Advanced Configurations
Working with Platform Instances
If you have multiple instances of source/destination systems that are referred in your fivetran
setup, you'd need to configure platform instance for these systems in fivetran
recipe to generate correct lineage edges. Refer the document Working with Platform Instances to understand more about this.
While configuring the platform instance for source system you need to provide connector id as key and for destination system provide destination id as key.

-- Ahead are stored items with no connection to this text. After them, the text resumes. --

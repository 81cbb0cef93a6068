pub(crate) mod layer_manager;

use crate::config::Config;
use crate::{
    actions::{Action, ActionSender},
    tui::{Event, TuiEnum},
};
use color_eyre::eyre::Result;
use crossterm::event::KeyCode;
use layer_manager::{EventHandlingStatus, LayerManager};
use tokio::sync::mpsc::{UnboundedReceiver, UnboundedSender, unbounded_channel};
use tracing::{debug, error, info};

pub struct RootState {
    pub should_quit: bool,
    pub action_tx: UnboundedSender<Action>,
    pub action_rx: UnboundedReceiver<Action>,

    pub config: Config,
}

impl RootState {
    pub fn new(config: Config) -> Self {
        let (action_tx, action_rx) = unbounded_channel();
        Self {
            should_quit: false,
            action_tx,
            action_rx,
            config,
        }
    }

    fn sender(&self) -> ActionSender {
        self.action_tx.clone().into()
    }
}

pub struct App {
    layers: LayerManager,
    pub state: RootState,
    pub tui: TuiEnum,
}

impl App {
    pub fn new(state: RootState, tui: TuiEnum) -> Self {
        Self {
            layers: LayerManager::new(&state),
            state,
            tui,
        }
    }

    pub async fn run(&mut self) -> Result<()> {
        self.tui.enter()?;
        info!("Started with {} color scheme", self.state.config.config.color_scheme);

        loop {
            let event = self.tui.next().await?;
            self.step(event)?;

            if self.state.should_quit {
                break;
            }
        }

        self.tui.exit()?;
        Ok(())
    }

    /// Feed one event through the layers, then perform every action it caused
    fn step(&mut self, event: Event) -> Result<()> {
        self.handle_event(event);
        while let Ok(action) = self.state.action_rx.try_recv() {
            self.perform_action(action)?;
        }
        Ok(())
    }

    /// Timer and terminal events become actions; input goes to the top
    /// layer first, and `q` quits only when no layer wanted it.
    fn handle_event(&mut self, event: Event) {
        let tx = self.state.sender();
        match event {
            Event::Tick => tx.send(Action::Tick),
            Event::Render | Event::Resize(_, _) => tx.send(Action::Render),
            Event::Error => {
                error!("Error reading terminal events");
                tx.send(Action::Quit)
            }
            Event::Init | Event::FocusGained | Event::FocusLost => {}
            Event::Key(key) => {
                if self.layers.handle_event(&event) == EventHandlingStatus::ShouldPropagate
                    && key.code == KeyCode::Char('q')
                {
                    tx.send(Action::Quit)
                }
            }
            Event::Paste(_) => {
                if self.layers.handle_event(&event) == EventHandlingStatus::ShouldPropagate {
                    debug!("Paste ignored, no field is being edited");
                }
            }
        }
    }

    /// The only place where the layer stack and the quit flag change
    fn perform_action(&mut self, action: Action) -> Result<()> {
        match action {
            Action::Quit => {
                self.state.should_quit = true;
            }
            Action::Render => {
                let layers = &mut self.layers;
                self.tui.draw(|f| layers.render(f))?;
            }
            Action::Layer(action) => {
                self.layers.handle_layer_action(&action, &self.state);
            }
            action => self.layers.handle_action(action),
        }
        Ok(())
    }
}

When creating the connection details in the fivetran UI make a note of the destination Group ID of the service account, as that will need to be used in the destination_to_platform_instance
configuration.
I.e:
In this case the configuration would be something like:
destination_to_platform_instance:
greyish_positive: <--- this comes from bigquery destination - see screenshot
database: <big query project ID>
env: PROD
Example - Multiple Postgres Source Connectors each reading from different postgres instance
# Map of connector source to platform instance
sources_to_platform_instance:
postgres_connector_id1:
platform_instance: cloud_postgres_instance
env: PROD
postgres_connector_id2:
platform_instance: local_postgres_instance
env: DEV
Example - Multiple Snowflake Destinations each writing to different snowflake instance
# Map of destination to platform instance
destination_to_platform_instance:
snowflake_destination_id1:
platform_instance: prod_snowflake_instance
env: PROD
snowflake_destination_id2:
platform_instance: dev_snowflake_instance
env: PROD
CLI based Ingestion
Starter Recipe
Check out the following recipe to get started with ingestion! See below for full configuration options.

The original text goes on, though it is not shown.